Your goal: In the records below, work out how many lines hold the word "Results". Report the number alone.
====== Supplied records
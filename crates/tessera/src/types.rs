//! Domain types for Tessera records.
//!
//! These types represent what the extractor hands to the storage layer:
//! - **Keys**: `FileId`, `EntityHash`, `AstNodeId`
//! - **Records**: `AstNode`, `Entity`, `Relation`, `Inheritance`, `MemberType`,
//!   `DocComment`, `Diagnostic` (immutable once emitted)
//! - **Results**: `RecordSet`, `UnitExtraction`, `ExtractionStats`
//!
//! ## Design Decisions
//!
//! | Decision | Choice | Rationale |
//! |----------|--------|-----------|
//! | Entity subtypes | `EntityDetail` enum | One `Entity` row per declaration, attributes vary by kind |
//! | Hash width | `i64` | XXH3-64 reinterpreted, matches storage integer columns |
//! | Span | 1-indexed line and column | Matches editor conventions |

use serde::{Deserialize, Serialize};

use crate::error::ExtractionError;

// ============================================================================
// Strongly-typed key wrappers
// ============================================================================

/// A strongly-typed file ID to prevent mixing with entity hashes.
#[derive(Debug, Clone, Copy, PartialEq, Eq, Hash, PartialOrd, Ord, Serialize, Deserialize)]
#[serde(transparent)]
pub struct FileId(pub i64);

impl FileId {
    /// Extract the raw i64 value.
    #[must_use]
    pub fn as_i64(self) -> i64 {
        self.0
    }
}

impl From<i64> for FileId {
    fn from(id: i64) -> Self {
        Self(id)
    }
}

impl std::fmt::Display for FileId {
    fn fmt(&self, f: &mut std::fmt::Formatter<'_>) -> std::fmt::Result {
        write!(f, "{}", self.0)
    }
}

/// Identity key of a logical program entity.
///
/// Produced by `identity::hash_canonical` from a canonical identity string;
/// equal for two entities if and only if their canonical strings are equal
/// (modulo hash collisions, which this layer does not detect).
#[derive(Debug, Clone, Copy, PartialEq, Eq, Hash, PartialOrd, Ord, Serialize, Deserialize)]
#[serde(transparent)]
pub struct EntityHash(pub i64);

impl EntityHash {
    /// Extract the raw i64 value.
    #[must_use]
    pub fn as_i64(self) -> i64 {
        self.0
    }
}

impl std::fmt::Display for EntityHash {
    fn fmt(&self, f: &mut std::fmt::Formatter<'_>) -> std::fmt::Result {
        write!(f, "{}", self.0)
    }
}

/// Identifier of an emitted AST node record.
#[derive(Debug, Clone, Copy, PartialEq, Eq, Hash, Serialize, Deserialize)]
#[serde(transparent)]
pub struct AstNodeId(pub i64);

impl AstNodeId {
    /// Extract the raw i64 value.
    #[must_use]
    pub fn as_i64(self) -> i64 {
        self.0
    }
}

// ============================================================================
// Enums
// ============================================================================

/// Visibility levels derived from access modifier bits.
#[derive(Debug, Clone, Copy, PartialEq, Eq, Hash, Serialize, Deserialize)]
#[serde(rename_all = "snake_case")]
pub enum Visibility {
    /// `public`
    Public,
    /// `protected`
    Protected,
    /// `private`
    Private,
    /// No access modifier
    PackagePrivate,
}

impl Visibility {
    /// Convert to storage string representation.
    #[must_use]
    pub fn as_str(&self) -> &'static str {
        match self {
            Self::Public => "public",
            Self::Protected => "protected",
            Self::Private => "private",
            Self::PackagePrivate => "package_private",
        }
    }
}

/// Symbol kinds of emitted AST nodes.
#[derive(Debug, Clone, Copy, PartialEq, Eq, Hash, Serialize, Deserialize)]
#[serde(rename_all = "snake_case")]
pub enum SymbolKind {
    /// Class, interface or enum
    Type,
    /// Method
    Method,
    /// Constructor
    Constructor,
    /// Field
    Field,
    /// Local variable or parameter
    Variable,
    /// Enum constant
    EnumConstant,
    /// Lambda body
    Lambda,
}

impl SymbolKind {
    /// Convert to storage string representation.
    #[must_use]
    pub fn as_str(&self) -> &'static str {
        match self {
            Self::Type => "type",
            Self::Method => "method",
            Self::Constructor => "constructor",
            Self::Field => "field",
            Self::Variable => "variable",
            Self::EnumConstant => "enum_constant",
            Self::Lambda => "lambda",
        }
    }
}

/// How an AST node relates to its entity.
#[derive(Debug, Clone, Copy, PartialEq, Eq, Hash, Serialize, Deserialize)]
#[serde(rename_all = "snake_case")]
pub enum AstKind {
    /// Declared without a body or initializer
    Declaration,
    /// Declared with a body or initializer
    Definition,
    /// A reference to an entity declared elsewhere
    Usage,
}

impl AstKind {
    /// Convert to storage string representation.
    #[must_use]
    pub fn as_str(&self) -> &'static str {
        match self {
            Self::Declaration => "declaration",
            Self::Definition => "definition",
            Self::Usage => "usage",
        }
    }
}

/// Kinds of generic relation edges.
#[derive(Debug, Clone, Copy, PartialEq, Eq, Hash, Serialize, Deserialize)]
#[serde(rename_all = "snake_case")]
pub enum RelationKind {
    /// `extends` (class or interface)
    Inheritance,
    /// `implements`
    Implements,
    /// Any other edge
    Other,
}

/// Kinds of type membership.
#[derive(Debug, Clone, Copy, PartialEq, Eq, Hash, Serialize, Deserialize)]
#[serde(rename_all = "snake_case")]
pub enum MemberKind {
    /// Field
    Field,
    /// Method
    Method,
    /// Constructor
    Constructor,
    /// Nested type
    NestedType,
    /// Enum constant
    EnumConstant,
}

/// Diagnostic severity.
#[derive(Debug, Clone, Copy, PartialEq, Eq, Hash, Serialize, Deserialize)]
pub enum Severity {
    /// Compilation error
    Error,
    /// Compiler warning
    Warning,
    /// Anything else the compiler reported
    Note,
}

impl Severity {
    /// Classify a reported problem: error beats warning beats note.
    #[must_use]
    pub fn classify(is_error: bool, is_warning: bool) -> Self {
        if is_error {
            Self::Error
        } else if is_warning {
            Self::Warning
        } else {
            Self::Note
        }
    }
}

// ============================================================================
// Records
// ============================================================================

/// A start/end position range in a file.
///
/// Positions are 1-indexed (first line is 1, first column is 1) to match
/// editor conventions.
#[derive(Debug, Clone, Copy, PartialEq, Eq, Hash, Serialize, Deserialize)]
pub struct Span {
    /// Starting line (1-indexed)
    pub start_line: u32,
    /// Starting column (1-indexed)
    pub start_column: u32,
    /// Ending line (1-indexed)
    pub end_line: u32,
    /// Ending column (1-indexed)
    pub end_column: u32,
}

impl Span {
    /// Create a new span with validation.
    ///
    /// Returns `None` if the end position is before the start position.
    #[must_use]
    pub fn new(start_line: u32, start_column: u32, end_line: u32, end_column: u32) -> Option<Self> {
        if end_line < start_line || (end_line == start_line && end_column < start_column) {
            return None;
        }
        Some(Self {
            start_line,
            start_column,
            end_line,
            end_column,
        })
    }
}

/// One declaration or reference site in the source.
#[derive(Debug, Clone, PartialEq, Eq, Serialize)]
pub struct AstNode {
    /// Deterministic node identifier
    pub id: AstNodeId,
    /// Raw source text of the node
    pub ast_value: String,
    /// Location in the file
    pub location: Span,
    /// File containing the node
    pub file_id: FileId,
    /// Entity the node declares or refers to
    pub entity_hash: EntityHash,
    /// What kind of symbol the entity is
    pub symbol_kind: SymbolKind,
    /// Declaration, definition or usage
    pub ast_kind: AstKind,
    /// `false` for nodes synthesized by the front-end
    pub visible_in_source: bool,
}

/// Attributes of a type-level entity.
#[derive(Debug, Clone, Copy, PartialEq, Eq, Serialize)]
pub struct Record {
    /// `abstract` modifier present
    pub is_abstract: bool,
    /// `final` modifier present
    pub is_final: bool,
}

/// Attributes of an entity with a declared type.
#[derive(Debug, Clone, PartialEq, Eq, Serialize)]
pub struct TypedEntity {
    /// `final` modifier present
    pub is_final: bool,
    /// `static` modifier present
    pub is_static: bool,
    /// Identity key of the declared (or return) type
    pub type_hash: EntityHash,
    /// Qualified name of the declared (or return) type
    pub qualified_type: String,
}

/// Kind-specific entity attributes.
#[derive(Debug, Clone, PartialEq, Eq, Serialize)]
#[serde(tag = "entity", rename_all = "snake_case")]
pub enum EntityDetail {
    /// Class, interface or enum
    Record(Record),
    /// Method, lambda, field or variable
    Typed(TypedEntity),
    /// Enum constant
    Constant,
}

/// A named program entity.
#[derive(Debug, Clone, PartialEq, Eq, Serialize)]
pub struct Entity {
    /// AST node that declares the entity
    pub ast_node_id: AstNodeId,
    /// Identity key
    pub entity_hash: EntityHash,
    /// Simple name
    pub name: String,
    /// Qualified name
    pub qualified_name: String,
    /// Kind-specific attributes
    pub detail: EntityDetail,
}

impl Entity {
    /// Typed attributes, if this is a typed entity.
    #[must_use]
    pub fn typed(&self) -> Option<&TypedEntity> {
        match &self.detail {
            EntityDetail::Typed(typed) => Some(typed),
            _ => None,
        }
    }

    /// Record attributes, if this is a type-level entity.
    #[must_use]
    pub fn record(&self) -> Option<&Record> {
        match &self.detail {
            EntityDetail::Record(record) => Some(record),
            _ => None,
        }
    }
}

/// A generic edge between two entities.
#[derive(Debug, Clone, Copy, PartialEq, Eq, Serialize)]
pub struct Relation {
    /// Edge kind
    pub kind: RelationKind,
    /// Derived side
    pub lhs: EntityHash,
    /// Base side
    pub rhs: EntityHash,
}

/// A specialization edge.
#[derive(Debug, Clone, Copy, PartialEq, Eq, Serialize)]
pub struct Inheritance {
    /// Supertype
    pub base: EntityHash,
    /// Subtype
    pub derived: EntityHash,
}

/// A type-to-member ownership edge.
#[derive(Debug, Clone, PartialEq, Eq, Serialize)]
pub struct MemberType {
    /// Owning type
    pub type_hash: EntityHash,
    /// Member entity
    pub member_hash: EntityHash,
    /// Member kind
    pub kind: MemberKind,
    /// Member visibility
    pub visibility: Visibility,
    /// AST node declaring the member
    pub member_ast_node: AstNodeId,
}

/// A documentation comment attached to an entity.
#[derive(Debug, Clone, PartialEq, Eq, Serialize)]
pub struct DocComment {
    /// Comment text
    pub content: String,
    /// Hash of the comment text
    pub content_hash: i64,
    /// Entity the comment documents
    pub entity_hash: EntityHash,
}

/// A compiler-reported problem, positioned and classified.
#[derive(Debug, Clone, PartialEq, Eq, Serialize)]
pub struct Diagnostic {
    /// Problem message
    pub message: String,
    /// Error, warning or note
    pub severity: Severity,
    /// Location of the problem
    pub range: Span,
}

// ============================================================================
// Results
// ============================================================================

/// All records extracted from one compilation unit.
#[derive(Debug, Clone, Default, PartialEq, Eq, Serialize)]
pub struct RecordSet {
    /// AST node records (declarations and usages)
    pub ast_nodes: Vec<AstNode>,
    /// Entity records
    pub entities: Vec<Entity>,
    /// Generic relation edges
    pub relations: Vec<Relation>,
    /// Inheritance edges
    pub inheritances: Vec<Inheritance>,
    /// Membership edges
    pub member_types: Vec<MemberType>,
    /// Documentation comments
    pub doc_comments: Vec<DocComment>,
}

impl RecordSet {
    /// Find the entity with the given identity key.
    #[must_use]
    pub fn entity(&self, hash: EntityHash) -> Option<&Entity> {
        self.entities.iter().find(|e| e.entity_hash == hash)
    }

    /// Find the first entity with the given simple name.
    #[must_use]
    pub fn entity_named(&self, name: &str) -> Option<&Entity> {
        self.entities.iter().find(|e| e.name == name)
    }
}

/// Counters collected while extracting one unit.
#[derive(Debug, Clone, Copy, Default, PartialEq, Eq, Serialize)]
pub struct ExtractionStats {
    /// Declarations that fell back to placeholder qualified names
    pub placeholders: usize,
    /// Supertype or invocation edges skipped for lack of a binding
    pub skipped_references: usize,
}

/// Everything produced for one compilation unit.
#[derive(Debug, Clone, Serialize)]
pub struct UnitExtraction {
    /// File the records belong to
    pub file_id: FileId,
    /// Entity, relation and AST records
    pub records: RecordSet,
    /// Compiler diagnostics
    pub diagnostics: Vec<Diagnostic>,
    /// Per-entity failures (the affected records were dropped)
    pub errors: Vec<ExtractionError>,
    /// Extraction counters
    pub stats: ExtractionStats,
}

#[cfg(test)]
mod tests {
    use super::*;

    #[test]
    fn severity_error_wins_over_warning() {
        assert_eq!(Severity::classify(true, true), Severity::Error);
        assert_eq!(Severity::classify(true, false), Severity::Error);
        assert_eq!(Severity::classify(false, true), Severity::Warning);
        assert_eq!(Severity::classify(false, false), Severity::Note);
    }

    #[test]
    fn span_new_valid_same_line() {
        let span = Span::new(10, 5, 10, 20).expect("valid span");
        assert_eq!(span.start_line, 10);
        assert_eq!(span.end_column, 20);
    }

    #[test]
    fn span_new_valid_single_position() {
        assert!(Span::new(1, 1, 1, 1).is_some());
    }

    #[test]
    fn span_new_invalid_end_line_before_start() {
        assert!(Span::new(10, 5, 8, 5).is_none());
    }

    #[test]
    fn span_new_invalid_end_column_before_start_same_line() {
        assert!(Span::new(10, 20, 10, 5).is_none());
    }

    #[test]
    fn entity_detail_serializes_with_tag() {
        let detail = EntityDetail::Record(Record {
            is_abstract: true,
            is_final: false,
        });

        let json = serde_json::to_value(&detail).expect("serializable");

        assert_eq!(json["entity"], "record");
        assert_eq!(json["is_abstract"], true);
    }

    #[test]
    fn visibility_storage_strings() {
        assert_eq!(Visibility::PackagePrivate.as_str(), "package_private");
        assert_eq!(Visibility::Public.as_str(), "public");
    }
}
============
Solution to the problem: 2